The sub-prime birthday crisis

It’s my daughter’s birthday today. Happy birthday Ellen!

Birthdays are big in our house. We all gather first thing in the morning and the sounds of “Happy birthday to you!” shake the rafters. Our cakes have all the candles. My last birthday was my 65th and the light from my cake was confusing shipping in the Coral Sea.

Why am I telling you this?

As a warning. The thing is: my daughter’s pregnant. For the second time. So that’ll be three birthdays to celebrate. Then there’s the other four children and their children. And their partners; and their partners’ children.

I’m up to 16 already. Sixteen birthdays is half a month; and I haven’t even started counting my brothers and sisters, nieces and nephews. Then there’s my wife’s. Birthday celebrations for the extended family take up two whole months!

True, we don’t all nip over to England to sing Happy Birthday to my sister, but we still have to remember and we have to send a card and a present, and we have to telephone and sing Happy Birthday down the phone.

Then there’s the friends. This can’t go on; especially if the country is dragging me into economic turmoil. I don’t have the time, I don‘t have the money and I don’t have the memory. I even have one of those birthday calendars hanging on the toilet door, but all that does is remind me that I’ve just missed someone’s birthday.
The number of times my agonised cry has seared its way down the street while I’ve been locked in the lavatory must leave people thinking I have something terminally wrong with my bowels, but it’s really just my brain that’s stuffed.

I’m exhausted. I don’t think I can take much more. The sheer weight of celebrations is knocking years of my life. Probably a good thing, because if I don’t die soon I shall run out of money for the gifts, the phone calls, the cakes, the candles.

I don’t know what the answer is.

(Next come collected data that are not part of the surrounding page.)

//! Module declarations.
//!
//! A [`ModuleDescriptor`] bundles components, factories, constants and
//! lifecycle hooks, and names the modules it requires. Descriptors are built
//! once through [`ModuleDescriptor::builder`] and are immutable afterwards;
//! the graph resolver and the lifecycle manager only read them.
//!
//! ```rust,ignore
//! let database = ModuleDescriptor::builder("database")
//!     .constant(ConstantDescriptor::new("db-url", "postgres://localhost".to_string()))
//!     .component(ComponentDescriptor::injectable::<Pool>().singleton())
//!     .on_destroy(Hook::on_destroy::<Pool>())
//!     .build();
//!
//! let users = ModuleDescriptor::builder("users")
//!     .requires(database.id().clone())
//!     .component(ComponentDescriptor::injectable::<UserService>())
//!     .build();
//! ```

mod graph;

pub use graph::{ModuleGraph, resolve};

use crate::di::{
    Binding, ComponentDescriptor, ComponentScope, ConstantDescriptor, Constraint,
    FactoryDescriptor, Scope, ServiceId,
};
use crate::error::{Error, Result};
use crate::lifecycle::{OnModuleCreate, OnModuleDestroy};
use crate::method::Method;
use futures::FutureExt;
use futures::future::BoxFuture;
use std::borrow::Cow;
use std::collections::HashSet;
use std::fmt;
use std::future::Future;
use std::sync::Arc;

/// Unique identity of a declared module.
#[derive(Debug, Clone, PartialEq, Eq, Hash, PartialOrd, Ord)]
pub struct ModuleId(Cow<'static, str>);

impl ModuleId {
    pub fn new(id: impl Into<Cow<'static, str>>) -> Self {
        Self(id.into())
    }

    pub fn as_str(&self) -> &str {
        &self.0
    }
}

impl fmt::Display for ModuleId {
    fn fmt(&self, f: &mut fmt::Formatter<'_>) -> fmt::Result {
        f.write_str(&self.0)
    }
}

impl From<&'static str> for ModuleId {
    fn from(id: &'static str) -> Self {
        Self(Cow::Borrowed(id))
    }
}

impl From<String> for ModuleId {
    fn from(id: String) -> Self {
        Self(Cow::Owned(id))
    }
}

type HookFn = Arc<dyn Fn(Scope) -> BoxFuture<'static, anyhow::Result<()>> + Send + Sync>;
type HookCheck = Arc<dyn Fn() -> Result<()> + Send + Sync>;

/// A lifecycle hook: a named async action run against the application scope.
#[derive(Clone)]
pub struct Hook {
    name: Arc<str>,
    run: HookFn,
    check: Option<HookCheck>,
}

impl Hook {
    pub fn new<F, Fut>(name: impl Into<String>, f: F) -> Self
    where
        F: Fn(Scope) -> Fut + Send + Sync + 'static,
        Fut: Future<Output = anyhow::Result<()>> + Send + 'static,
    {
        Self {
            name: Arc::from(name.into()),
            run: Arc::new(move |scope| f(scope).boxed()),
            check: None,
        }
    }

    /// A free-standing method whose parameters are resolved from the scope.
    pub fn function(method: Method<(), ()>) -> Self {
        let name = method.name().to_string();
        let checked = method.clone();
        Self::new(name, move |scope: Scope| {
            let method = method.clone();
            async move { method.invoke(&scope, Arc::new(())).await }
        })
        .checked(move || checked.validate())
    }

    /// A method on the component `T`, which is resolved from the scope first.
    pub fn component<T: Send + Sync + 'static>(method: Method<T, ()>) -> Self {
        let name = format!("{}::{}", std::any::type_name::<T>(), method.name());
        let checked = method.clone();
        Self::new(name, move |scope: Scope| {
            let method = method.clone();
            async move {
                let target = scope.resolve::<T>().await?;
                method.invoke(&scope, target).await
            }
        })
        .checked(move || checked.validate())
    }

    /// Run [`OnModuleCreate::on_module_create`] on the component `T`.
    pub fn on_create<T: OnModuleCreate + 'static>() -> Self {
        Self::new(
            format!("{}::on_module_create", std::any::type_name::<T>()),
            |scope: Scope| async move {
                let target = scope.resolve::<T>().await?;
                target.on_module_create(&scope).await
            },
        )
    }

    /// Run [`OnModuleDestroy::on_module_destroy`] on the component `T`.
    pub fn on_destroy<T: OnModuleDestroy + 'static>() -> Self {
        Self::new(
            format!("{}::on_module_destroy", std::any::type_name::<T>()),
            |scope: Scope| async move {
                let target = scope.resolve::<T>().await?;
                target.on_module_destroy(&scope).await
            },
        )
    }

    /// Attach a definition check, run when the owning module is validated.
    pub fn checked<F>(mut self, check: F) -> Self
    where
        F: Fn() -> Result<()> + Send + Sync + 'static,
    {
        self.check = Some(Arc::new(check));
        self
    }

    pub fn name(&self) -> &str {
        &self.name
    }

    pub(crate) fn validate(&self) -> Result<()> {
        self.check.as_ref().map_or(Ok(()), |check| check())
    }

    pub(crate) async fn run(&self, scope: &Scope) -> anyhow::Result<()> {
        (self.run)(scope.clone()).await
    }
}

impl fmt::Debug for Hook {
    fn fmt(&self, f: &mut fmt::Formatter<'_>) -> fmt::Result {
        f.debug_tuple("Hook").field(&self.name).finish()
    }
}

/// Immutable description of one module.
pub struct ModuleDescriptor {
    id: ModuleId,
    requires: Vec<ModuleId>,
    components: Vec<ComponentDescriptor>,
    factories: Vec<FactoryDescriptor>,
    constants: Vec<ConstantDescriptor>,
    on_create: Vec<Hook>,
    on_destroy: Vec<Hook>,
}

impl ModuleDescriptor {
    pub fn builder(id: impl Into<ModuleId>) -> ModuleBuilder {
        ModuleBuilder {
            descriptor: ModuleDescriptor {
                id: id.into(),
                requires: Vec::new(),
                components: Vec::new(),
                factories: Vec::new(),
                constants: Vec::new(),
                on_create: Vec::new(),
                on_destroy: Vec::new(),
            },
        }
    }

    pub fn id(&self) -> &ModuleId {
        &self.id
    }

    pub fn requires(&self) -> &[ModuleId] {
        &self.requires
    }

    pub fn components(&self) -> &[ComponentDescriptor] {
        &self.components
    }

    pub fn factories(&self) -> &[FactoryDescriptor] {
        &self.factories
    }

    pub fn constants(&self) -> &[ConstantDescriptor] {
        &self.constants
    }

    pub fn on_create_hooks(&self) -> &[Hook] {
        &self.on_create
    }

    pub fn on_destroy_hooks(&self) -> &[Hook] {
        &self.on_destroy
    }

    /// Check the declaration on its own: one binding per (identity, name,
    /// tags) within the module, valid component identities and fully bound
    /// hook methods.
    pub fn validate(&self) -> Result<()> {
        let mut seen = HashSet::new();
        for (id, binding) in self.bindings() {
            if !seen.insert((id.clone(), binding.name, binding.tags)) {
                return Err(Error::duplicate(format!("{id} in module '{}'", self.id)));
            }
        }
        for component in &self.components {
            component.validate()?;
        }
        for hook in self.on_create.iter().chain(&self.on_destroy) {
            hook.validate()?;
        }
        Ok(())
    }

    /// Bind constants, then factories, then components into `scope`.
    pub(crate) fn install(&self, scope: &Scope) -> Result<()> {
        for (id, binding) in self.bindings() {
            scope.bind(id, binding)?;
        }
        Ok(())
    }

    /// Construct every singleton component once so that construction failures
    /// surface at start-up. Transient components stay lazy.
    pub(crate) async fn instantiate_singletons(&self, scope: &Scope) -> Result<()> {
        for component in &self.components {
            if component.component_scope() != ComponentScope::Singleton {
                continue;
            }
            let constraint = Constraint {
                name: component.name().map(str::to_owned),
                tags: component.tags().to_vec(),
            };
            scope
                .resolve_instance(component.service_id(), &constraint)
                .await?;
            tracing::debug!(
                module = %self.id,
                component = component.type_name(),
                "Singleton instantiated"
            );
        }
        Ok(())
    }

    fn bindings(&self) -> Vec<(ServiceId, Binding)> {
        self.constants
            .iter()
            .map(ConstantDescriptor::binding)
            .chain(self.factories.iter().map(FactoryDescriptor::binding))
            .chain(self.components.iter().map(ComponentDescriptor::binding))
            .collect()
    }
}

impl fmt::Debug for ModuleDescriptor {
    fn fmt(&self, f: &mut fmt::Formatter<'_>) -> fmt::Result {
        f.debug_struct("ModuleDescriptor")
            .field("id", &self.id)
            .field("requires", &self.requires)
            .field("components", &self.components.len())
            .field("factories", &self.factories.len())
            .field("constants", &self.constants.len())
            .field("on_create", &self.on_create)
            .field("on_destroy", &self.on_destroy)
            .finish()
    }
}

pub struct ModuleBuilder {
    descriptor: ModuleDescriptor,
}

impl ModuleBuilder {
    /// Require another module to be created before this one. Repeated
    /// requirements are recorded once.
    pub fn requires(mut self, id: impl Into<ModuleId>) -> Self {
        let id = id.into();
        if !self.descriptor.requires.contains(&id) {
            self.descriptor.requires.push(id);
        }
        self
    }

    pub fn component(mut self, component: ComponentDescriptor) -> Self {
        self.descriptor.components.push(component);
        self
    }

    pub fn factory(mut self, factory: FactoryDescriptor) -> Self {
        self.descriptor.factories.push(factory);
        self
    }

    pub fn constant(mut self, constant: ConstantDescriptor) -> Self {
        self.descriptor.constants.push(constant);
        self
    }

    pub fn on_create(mut self, hook: Hook) -> Self {
        self.descriptor.on_create.push(hook);
        self
    }

    pub fn on_destroy(mut self, hook: Hook) -> Self {
        self.descriptor.on_destroy.push(hook);
        self
    }

    pub fn build(self) -> Arc<ModuleDescriptor> {
        Arc::new(self.descriptor)
    }
}

#[cfg(test)]
mod tests {
    use super::*;
    use crate::method::{Arguments, ParameterBinding};

    struct Cache;

    #[test]
    fn duplicate_identity_in_one_module_is_rejected() {
        let module = ModuleDescriptor::builder("cache")
            .constant(ConstantDescriptor::new("ttl", 30u64))
            .factory(FactoryDescriptor::new("ttl", |_| async { Ok(60u64) }))
            .build();
        assert!(matches!(
            module.validate(),
            Err(Error::DuplicateRegistration { .. })
        ));
    }

    #[test]
    fn named_bindings_of_one_identity_may_coexist() {
        let module = ModuleDescriptor::builder("cache")
            .constant(ConstantDescriptor::new("ttl", 30u64).named("short"))
            .constant(ConstantDescriptor::new("ttl", 3600u64).named("long"))
            .build();
        module.validate().unwrap();
    }

    #[test]
    fn hook_with_unbound_parameter_fails_validation() {
        let method = Method::new("warm", 1, |_: Arc<Cache>, _: Arguments| async { Ok(()) });
        let module = ModuleDescriptor::builder("cache")
            .on_create(Hook::component(method))
            .build();
        assert!(matches!(
            module.validate(),
            Err(Error::UnresolvedParameter { .. })
        ));
    }

    #[tokio::test]
    async fn install_binds_every_declaration() {
        let module = ModuleDescriptor::builder("cache")
            .requires("config")
            .requires("config")
            .constant(ConstantDescriptor::new("ttl", 30u64))
            .component(ComponentDescriptor::from_fn(|_| async { Ok(Cache) }).singleton())
            .build();
        assert_eq!(module.requires().len(), 1);

        let root = Scope::root();
        module.install(&root).unwrap();
        module.instantiate_singletons(&root).await.unwrap();

        let a = root.resolve::<Cache>().await.unwrap();
        let b = root.child().resolve::<Cache>().await.unwrap();
        assert!(Arc::ptr_eq(&a, &b));
        assert!(root.contains(&ServiceId::key("ttl")));
    }

    #[tokio::test]
    async fn function_hook_resolves_its_parameters() {
        let seen = Arc::new(std::sync::Mutex::new(None));
        let sink = Arc::clone(&seen);
        let method = Method::new("record", 1, move |_: Arc<()>, args: Arguments| {
            let sink = Arc::clone(&sink);
            async move {
                let ttl = args.get::<u64>(0)?;
                *sink.lock().unwrap() = Some(*ttl);
                anyhow::Ok(())
            }
        })
        .bind(ParameterBinding::new("ttl"));

        let root = Scope::root();
        root.bind_constant(ServiceId::key("ttl"), 30u64).unwrap();
        Hook::function(method).run(&root).await.unwrap();
        assert_eq!(*seen.lock().unwrap(), Some(30));
    }
}
//! Parameter bindings and method invocation.
//!
//! A [`Method`] pairs an async callable with the [`ParameterBinding`]s that
//! describe, position by position, how each argument is resolved from a
//! [`Scope`]. [`invoke`] resolves the arguments and calls the method.

use crate::di::{Constraint, Instance, Scope, ServiceId, downcast};
use crate::error::{Error, Result};
use futures::FutureExt;
use futures::future::BoxFuture;
use std::collections::BTreeMap;
use std::future::Future;
use std::sync::Arc;

/// Maps a resolved value to the value actually passed to the method.
pub type Transform = Arc<dyn Fn(Instance) -> Result<Instance> + Send + Sync>;

/// How one method parameter is resolved.
#[derive(Clone)]
pub struct ParameterBinding {
    id: ServiceId,
    constraint: Constraint,
    transform: Option<Transform>,
    optional: bool,
}

impl ParameterBinding {
    pub fn new(id: impl Into<ServiceId>) -> Self {
        Self {
            id: id.into(),
            constraint: Constraint::default(),
            transform: None,
            optional: false,
        }
    }

    pub fn of<T: ?Sized + 'static>() -> Self {
        Self::new(ServiceId::of::<T>())
    }

    pub fn named(mut self, name: impl Into<String>) -> Self {
        self.constraint.name = Some(name.into());
        self
    }

    pub fn tagged(mut self, key: impl Into<String>, value: impl Into<String>) -> Self {
        self.constraint.tags.push((key.into(), value.into()));
        self
    }

    /// Tolerate a missing binding; the argument is then absent.
    pub fn optional(mut self) -> Self {
        self.optional = true;
        self
    }

    /// Apply `f` to the resolved value. Chained transforms run in order.
    pub fn transform<A, B, F>(mut self, f: F) -> Self
    where
        A: Send + Sync + 'static,
        B: Send + Sync + 'static,
        F: Fn(Arc<A>) -> B + Send + Sync + 'static,
    {
        let previous = self.transform.take();
        self.transform = Some(Arc::new(move |instance| {
            let instance = match &previous {
                Some(previous) => previous(instance)?,
                None => instance,
            };
            Ok(Arc::new(f(downcast::<A>(instance)?)) as Instance)
        }));
        self
    }

    pub fn service_id(&self) -> &ServiceId {
        &self.id
    }

    pub fn is_optional(&self) -> bool {
        self.optional
    }

    pub(crate) async fn resolve(&self, scope: &Scope) -> Result<Option<Instance>> {
        let instance = match scope.resolve_instance(&self.id, &self.constraint).await {
            Ok(instance) => instance,
            Err(err) if self.optional && err.is_unresolved() => return Ok(None),
            Err(err) => return Err(err),
        };
        match &self.transform {
            Some(transform) => transform(instance).map(Some),
            None => Ok(Some(instance)),
        }
    }
}

/// Resolved arguments handed to a method, in declared order.
pub struct Arguments {
    method: Arc<str>,
    values: Vec<Option<Instance>>,
}

impl Arguments {
    pub fn len(&self) -> usize {
        self.values.len()
    }

    pub fn is_empty(&self) -> bool {
        self.values.is_empty()
    }

    pub fn get<T: Send + Sync + 'static>(&self, index: usize) -> Result<Arc<T>> {
        self.optional(index)?.ok_or_else(|| {
            Error::unresolved_parameter(
                self.method.as_ref(),
                format!("optional parameter #{index} was not resolved"),
            )
        })
    }

    pub fn optional<T: Send + Sync + 'static>(&self, index: usize) -> Result<Option<Arc<T>>> {
        self.slot(index)?.clone().map(downcast::<T>).transpose()
    }

    /// Clone the argument out of its `Arc`.
    pub fn cloned<T: Clone + Send + Sync + 'static>(&self, index: usize) -> Result<T> {
        self.get::<T>(index).map(|value| T::clone(&value))
    }

    /// Fetch an argument bound under a trait-object identity.
    pub fn get_trait<T: ?Sized + Send + Sync + 'static>(&self, index: usize) -> Result<Arc<T>> {
        let wrapper = self.get::<Arc<T>>(index)?;
        Ok(Arc::clone(&wrapper))
    }

    fn slot(&self, index: usize) -> Result<&Option<Instance>> {
        self.values.get(index).ok_or_else(|| {
            Error::unresolved_parameter(
                self.method.as_ref(),
                format!("no parameter #{index} (arity {})", self.values.len()),
            )
        })
    }
}

type MethodFn<T, R> =
    Arc<dyn Fn(Arc<T>, Arguments) -> BoxFuture<'static, anyhow::Result<R>> + Send + Sync>;

/// An async method on `T` with its declared parameter bindings.
pub struct Method<T: ?Sized, R> {
    name: Arc<str>,
    arity: usize,
    params: BTreeMap<usize, ParameterBinding>,
    conflicts: Vec<usize>,
    call: MethodFn<T, R>,
}

impl<T: ?Sized, R> Clone for Method<T, R> {
    fn clone(&self) -> Self {
        Self {
            name: Arc::clone(&self.name),
            arity: self.arity,
            params: self.params.clone(),
            conflicts: self.conflicts.clone(),
            call: Arc::clone(&self.call),
        }
    }
}

impl<T, R> Method<T, R>
where
    T: ?Sized + Send + Sync + 'static,
    R: Send + 'static,
{
    /// Declare a method taking `arity` parameters.
    pub fn new<F, Fut>(name: impl Into<String>, arity: usize, f: F) -> Self
    where
        F: Fn(Arc<T>, Arguments) -> Fut + Send + Sync + 'static,
        Fut: Future<Output = anyhow::Result<R>> + Send + 'static,
    {
        Self {
            name: Arc::from(name.into()),
            arity,
            params: BTreeMap::new(),
            conflicts: Vec::new(),
            call: Arc::new(move |target, args| f(target, args).boxed()),
        }
    }

    /// Record the binding of parameter `index`.
    pub fn param(mut self, index: usize, binding: ParameterBinding) -> Self {
        if self.params.insert(index, binding).is_some() {
            self.conflicts.push(index);
        }
        self
    }

    /// Record a binding for the parameter after the highest one bound so far.
    pub fn bind(self, binding: ParameterBinding) -> Self {
        let index = self
            .params
            .keys()
            .next_back()
            .map_or(0, |last| last + 1);
        self.param(index, binding)
    }

    pub fn name(&self) -> &str {
        &self.name
    }

    pub fn arity(&self) -> usize {
        self.arity
    }

    /// Check that every parameter is bound exactly once.
    pub fn validate(&self) -> Result<()> {
        if let Some(index) = self.conflicts.first() {
            return Err(Error::duplicate(format!(
                "parameter #{index} of '{}'",
                self.name
            )));
        }
        if self.params.len() != self.arity {
            return Err(Error::unresolved_parameter(
                self.name.as_ref(),
                format!(
                    "{} parameter bindings recorded for arity {}",
                    self.params.len(),
                    self.arity
                ),
            ));
        }
        if let Some(gap) = (0..self.arity).find(|index| !self.params.contains_key(index)) {
            return Err(Error::unresolved_parameter(
                self.name.as_ref(),
                format!("parameter #{gap} has no binding"),
            ));
        }
        Ok(())
    }

    pub async fn invoke(&self, scope: &Scope, target: Arc<T>) -> anyhow::Result<R> {
        invoke(scope, target, self).await
    }
}

/// Resolve `method`'s parameters against `scope` and call it on `target`.
pub async fn invoke<T, R>(scope: &Scope, target: Arc<T>, method: &Method<T, R>) -> anyhow::Result<R>
where
    T: ?Sized + Send + Sync + 'static,
    R: Send + 'static,
{
    method.validate()?;
    let mut values = Vec::with_capacity(method.arity);
    for binding in method.params.values() {
        values.push(binding.resolve(scope).await?);
    }
    let args = Arguments {
        method: Arc::clone(&method.name),
        values,
    };
    (method.call)(target, args).await
}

Don’t have children, I suppose. Or not so many. And keep them away from the opposite sex.

And don’t make friends. But if you do, be sure to say something deeply insulting to them before their birthday.

The problem grows faster than a sub-prime mortgage crisis: if you have five children and each one of them has five children (and why shouldn’t they if you did!) and each one of them has five children, you could be in for 155 birthdays every year, as well as your wife’s, if she hasn’t died of shock by then.

There are supposed to be positives in this situation. For example, when I finally do have 155 children, grandchildren and great-grandchildren, I should, if there were a God, receive 155 presents every January 3. But it doesn’t work like that. I’ll get presents from each family group. That is, five. They’ll probably be ties, but by then it won’t matter, because I won’t remember what they’re for anyway.

Of course, that’s the other thing that keeps increasing in number as you get older – funerals!
But you don’t have to worry about a present.